(Given entries)
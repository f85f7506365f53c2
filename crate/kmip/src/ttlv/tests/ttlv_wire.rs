//! Byte-level codec tests, anchored on the normative examples of
//! KMIP 1.4 §9.1.2 (all of them use tag 0x420020, CompromiseDate).

#![allow(clippy::unwrap_used, clippy::indexing_slicing, clippy::panic)]

use num_bigint_dig::BigInt;
use time::macros::datetime;

use crate::{
    kmip_1_4,
    ttlv::{
        KmipBigInt, KmipEnumerationVariant, TTLVBytesDeserializer, TTLVBytesSerializer, TTLValue,
        TtlvError, TTLV,
    },
};

fn to_bytes(ttlv: &TTLV) -> Vec<u8> {
    ttlv.to_bytes_1_4().unwrap()
}

fn round_trip(ttlv: &TTLV) -> TTLV {
    TTLV::from_bytes_1_4(&to_bytes(ttlv)).unwrap()
}

fn compromise_date(value: TTLValue) -> TTLV {
    TTLV {
        tag: kmip_1_4::kmip_types::Tag::CompromiseDate.to_string(),
        value,
    }
}

#[test]
fn normative_integer() {
    // An Integer containing the decimal value 8:
    // 42 00 20 | 02 | 00 00 00 04 | 00 00 00 08 00 00 00 00
    let bytes = to_bytes(&compromise_date(TTLValue::Integer(8)));
    assert_eq!(
        bytes,
        vec![
            0x42, 0x00, 0x20, 0x02, 0x00, 0x00, 0x00, 0x04, 0x00, 0x00, 0x00, 0x08, 0x00, 0x00,
            0x00, 0x00,
        ]
    );
}

#[test]
fn normative_long_integer() {
    // A Long Integer containing the decimal value 123456789000000000:
    // 42 00 20 | 03 | 00 00 00 08 | 01 B6 9B 4B A5 74 92 00
    let bytes = to_bytes(&compromise_date(TTLValue::LongInteger(
        123_456_789_000_000_000,
    )));
    assert_eq!(
        bytes,
        vec![
            0x42, 0x00, 0x20, 0x03, 0x00, 0x00, 0x00, 0x08, 0x01, 0xB6, 0x9B, 0x4B, 0xA5, 0x74,
            0x92, 0x00,
        ]
    );
}

#[test]
fn normative_big_integer() {
    // A Big Integer containing the decimal value 1234567890000000000000000000:
    // 42 00 20 | 04 | 00 00 00 10 | 00 00 00 00 03 FD 35 EB 6B C2 DF 46 18 08 00 00
    let bi = KmipBigInt::from(BigInt::parse_bytes(b"1234567890000000000000000000", 10).unwrap());
    let bytes = to_bytes(&compromise_date(TTLValue::BigInteger(bi)));
    assert_eq!(
        bytes,
        vec![
            0x42, 0x00, 0x20, 0x04, 0x00, 0x00, 0x00, 0x10, 0x00, 0x00, 0x00, 0x00, 0x03, 0xFD,
            0x35, 0xEB, 0x6B, 0xC2, 0xDF, 0x46, 0x18, 0x08, 0x00, 0x00,
        ]
    );
}

#[test]
fn normative_enumeration() {
    // An Enumeration with value 255:
    // 42 00 20 | 05 | 00 00 00 04 | 00 00 00 FF 00 00 00 00
    let bytes = to_bytes(&compromise_date(TTLValue::Enumeration(
        KmipEnumerationVariant::from(255),
    )));
    assert_eq!(
        bytes,
        vec![
            0x42, 0x00, 0x20, 0x05, 0x00, 0x00, 0x00, 0x04, 0x00, 0x00, 0x00, 0xFF, 0x00, 0x00,
            0x00, 0x00,
        ]
    );
}

#[test]
fn normative_boolean() {
    // A Boolean with the value True:
    // 42 00 20 | 06 | 00 00 00 08 | 00 00 00 00 00 00 00 01
    let bytes = to_bytes(&compromise_date(TTLValue::Boolean(true)));
    assert_eq!(
        bytes,
        vec![
            0x42, 0x00, 0x20, 0x06, 0x00, 0x00, 0x00, 0x08, 0x00, 0x00, 0x00, 0x00, 0x00, 0x00,
            0x00, 0x01,
        ]
    );
}

#[test]
fn normative_text_string() {
    // A Text String with the value "Hello World":
    // 42 00 20 | 07 | 00 00 00 0B | 48 65 6C 6C 6F 20 57 6F 72 6C 64 00 00 00 00 00
    let bytes = to_bytes(&compromise_date(TTLValue::TextString(
        "Hello World".to_owned(),
    )));
    assert_eq!(
        bytes,
        vec![
            0x42, 0x00, 0x20, 0x07, 0x00, 0x00, 0x00, 0x0B, 0x48, 0x65, 0x6C, 0x6C, 0x6F, 0x20,
            0x57, 0x6F, 0x72, 0x6C, 0x64, 0x00, 0x00, 0x00, 0x00, 0x00,
        ]
    );
}

#[test]
fn normative_byte_string() {
    // A Byte String with the value { 0x01, 0x02, 0x03 }:
    // 42 00 20 | 08 | 00 00 00 03 | 01 02 03 00 00 00 00 00
    let bytes = to_bytes(&compromise_date(TTLValue::ByteString(vec![1, 2, 3])));
    assert_eq!(
        bytes,
        vec![
            0x42, 0x00, 0x20, 0x08, 0x00, 0x00, 0x00, 0x03, 0x01, 0x02, 0x03, 0x00, 0x00, 0x00,
            0x00, 0x00,
        ]
    );
}

#[test]
fn normative_date_time() {
    // A Date-Time, containing the value for Friday, March 14, 2008, 11:56:40 GMT:
    // 42 00 20 | 09 | 00 00 00 08 | 00 00 00 00 47 DA 67 F8
    let bytes = to_bytes(&compromise_date(TTLValue::DateTime(datetime!(
        2008-03-14 11:56:40 UTC
    ))));
    assert_eq!(
        bytes,
        vec![
            0x42, 0x00, 0x20, 0x09, 0x00, 0x00, 0x00, 0x08, 0x00, 0x00, 0x00, 0x00, 0x47, 0xDA,
            0x67, 0xF8,
        ]
    );
}

#[test]
fn normative_interval() {
    // An Interval, containing the value for 10 days:
    // 42 00 20 | 0A | 00 00 00 04 | 00 0D 2F 00 00 00 00 00
    let bytes = to_bytes(&compromise_date(TTLValue::Interval(864_000)));
    assert_eq!(
        bytes,
        vec![
            0x42, 0x00, 0x20, 0x0A, 0x00, 0x00, 0x00, 0x04, 0x00, 0x0D, 0x2F, 0x00, 0x00, 0x00,
            0x00, 0x00,
        ]
    );
}

#[test]
fn normative_structure() {
    // A Structure containing an Enumeration, value 254, followed by an
    // Integer, value 255:
    let ttlv = compromise_date(TTLValue::Structure(vec![
        TTLV {
            tag: kmip_1_4::kmip_types::Tag::ApplicationSpecificInformation.to_string(),
            value: TTLValue::Enumeration(KmipEnumerationVariant::from(254)),
        },
        TTLV {
            tag: kmip_1_4::kmip_types::Tag::ArchiveDate.to_string(),
            value: TTLValue::Integer(255),
        },
    ]));
    let bytes = to_bytes(&ttlv);
    assert_eq!(
        bytes,
        vec![
            0x42, 0x00, 0x20, 0x01, 0x00, 0x00, 0x00, 0x20, //
            0x42, 0x00, 0x04, 0x05, 0x00, 0x00, 0x00, 0x04, 0x00, 0x00, 0x00, 0xFE, 0x00, 0x00,
            0x00, 0x00, //
            0x42, 0x00, 0x05, 0x02, 0x00, 0x00, 0x00, 0x04, 0x00, 0x00, 0x00, 0xFF, 0x00, 0x00,
            0x00, 0x00,
        ]
    );
    assert_eq!(round_trip(&ttlv), ttlv);
}

#[test]
fn every_item_is_eight_byte_aligned() {
    let samples = vec![
        compromise_date(TTLValue::Integer(-42)),
        compromise_date(TTLValue::LongInteger(i64::MIN)),
        compromise_date(TTLValue::Boolean(false)),
        compromise_date(TTLValue::TextString("padding check".to_owned())),
        compromise_date(TTLValue::ByteString(vec![0xAB; 17])),
        compromise_date(TTLValue::Interval(1)),
    ];
    for ttlv in samples {
        let bytes = to_bytes(&ttlv);
        assert_eq!(bytes.len() % 8, 0, "{ttlv:?} is not aligned");
        // the length header counts value bytes before padding
        let length = u32::from_be_bytes(bytes[4..8].try_into().unwrap()) as usize;
        assert!(length <= bytes.len() - 8);
        // trailing padding, if any, must be zero
        assert!(bytes[8 + length..].iter().all(|b| *b == 0));
    }
}

#[test]
fn decode_encode_is_identity() {
    let ttlv = TTLV::structure(
        "Link",
        vec![
            TTLV::integer("LinkType", 123),
            TTLV::text_string("LinkedObjectIdentifier", "Hello KMIP"),
        ],
    );
    let bytes = to_bytes(&ttlv);
    let decoded = TTLV::from_bytes_1_4(&bytes).unwrap();
    assert_eq!(to_bytes(&decoded), bytes);
    assert_eq!(decoded, ttlv);
}

#[test]
fn vendor_extension_tags_survive() {
    let ttlv = TTLV::byte_string("0x540002", vec![1, 2, 3, 4]);
    let bytes = to_bytes(&ttlv);
    assert_eq!(&bytes[..3], &[0x54, 0x00, 0x02]);
    let decoded = TTLV::from_bytes_1_4(&bytes).unwrap();
    assert_eq!(decoded.tag, "0x540002");
    assert_eq!(decoded, ttlv);
}

#[test]
fn unknown_tag_name_is_rejected() {
    let ttlv = TTLV::integer("NoSuchTag", 1);
    assert!(matches!(
        ttlv.to_bytes_1_4(),
        Err(TtlvError::UnknownTag(_))
    ));
}

#[test]
fn truncated_input_is_detected() {
    let bytes = to_bytes(&compromise_date(TTLValue::LongInteger(7)));
    for cut in [1, 7, 9, bytes.len() - 1] {
        let result = TTLV::from_bytes_1_4(&bytes[..cut]);
        assert!(
            matches!(result, Err(TtlvError::Truncated)),
            "cut at {cut} gave {result:?}"
        );
    }
}

#[test]
fn invalid_utf8_is_rejected() {
    // TextString of length 2 holding invalid UTF-8
    let bytes = vec![
        0x42, 0x00, 0x20, 0x07, 0x00, 0x00, 0x00, 0x02, 0xFF, 0xFE, 0x00, 0x00, 0x00, 0x00, 0x00,
        0x00,
    ];
    assert!(matches!(
        TTLV::from_bytes_1_4(&bytes),
        Err(TtlvError::InvalidUtf8(_))
    ));
}

#[test]
fn bad_integer_length_is_a_type_mismatch() {
    // Integer claiming 8 bytes of value
    let bytes = vec![
        0x42, 0x00, 0x20, 0x02, 0x00, 0x00, 0x00, 0x08, 0x00, 0x00, 0x00, 0x08, 0x00, 0x00, 0x00,
        0x00,
    ];
    assert!(matches!(
        TTLV::from_bytes_1_4(&bytes),
        Err(TtlvError::TypeMismatch { .. })
    ));
}

#[test]
fn misaligned_structure_is_rejected() {
    // Structure whose length is not a multiple of 8
    let bytes = vec![
        0x42, 0x00, 0x20, 0x01, 0x00, 0x00, 0x00, 0x04, 0x00, 0x00, 0x00, 0x00,
    ];
    assert!(matches!(
        TTLV::from_bytes_1_4(&bytes),
        Err(TtlvError::Alignment(_))
    ));
}

#[test]
fn nonzero_padding_is_rejected() {
    // Integer 8 with garbage in the padding bytes
    let bytes = vec![
        0x42, 0x00, 0x20, 0x02, 0x00, 0x00, 0x00, 0x04, 0x00, 0x00, 0x00, 0x08, 0x00, 0x00, 0x00,
        0x01,
    ];
    assert!(matches!(
        TTLV::from_bytes_1_4(&bytes),
        Err(TtlvError::Alignment(_))
    ));
}

#[test]
fn invalid_type_byte_is_rejected() {
    let bytes = vec![
        0x42, 0x00, 0x20, 0x0B, 0x00, 0x00, 0x00, 0x08, 0x00, 0x00, 0x00, 0x00, 0x00, 0x00, 0x00,
        0x00,
    ];
    assert!(matches!(
        TTLV::from_bytes_1_4(&bytes),
        Err(TtlvError::InvalidType(0x0B))
    ));
}

#[test]
fn trailing_garbage_is_rejected() {
    let mut bytes = to_bytes(&compromise_date(TTLValue::Integer(1)));
    bytes.extend_from_slice(&[0; 8]);
    assert!(matches!(
        TTLV::from_bytes_1_4(&bytes),
        Err(TtlvError::Alignment(_))
    ));
}

#[test]
fn streaming_reader_reports_consumed_size() {
    let ttlv = compromise_date(TTLValue::TextString("ab".to_owned()));
    let bytes = to_bytes(&ttlv);
    let (decoded, consumed) = TTLVBytesDeserializer::new(bytes.as_slice())
        .read_ttlv::<kmip_1_4::kmip_types::Tag>()
        .unwrap();
    assert_eq!(consumed, bytes.len());
    assert_eq!(decoded, ttlv);
}

#[test]
fn serializer_writes_into_any_writer() {
    let ttlv = compromise_date(TTLValue::Integer(1));
    let mut buffer = Vec::new();
    TTLVBytesSerializer::new(&mut buffer)
        .write_ttlv::<kmip_1_4::kmip_types::Tag>(&ttlv)
        .unwrap();
    assert_eq!(buffer, to_bytes(&ttlv));
}

#[test]
fn zeroize_byte_strings_scrubs_nested_material() {
    let mut ttlv = TTLV::structure(
        "KeyBlock",
        vec![TTLV::structure(
            "KeyValue",
            vec![TTLV::byte_string("KeyMaterial", vec![0xAA; 32])],
        )],
    );
    ttlv.zeroize_byte_strings();
    let material = ttlv
        .child("KeyValue")
        .unwrap()
        .child("KeyMaterial")
        .unwrap()
        .as_bytes()
        .unwrap();
    assert_eq!(material, vec![0_u8; 32].as_slice());
}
(End Given entries)
Exercise
When a line in the listing has the word "tests", return that line.

The answer
filename crate/kmip/src/ttlv/tests/ttlv_wire.rs
//! Byte-level codec tests, anchored on the normative examples of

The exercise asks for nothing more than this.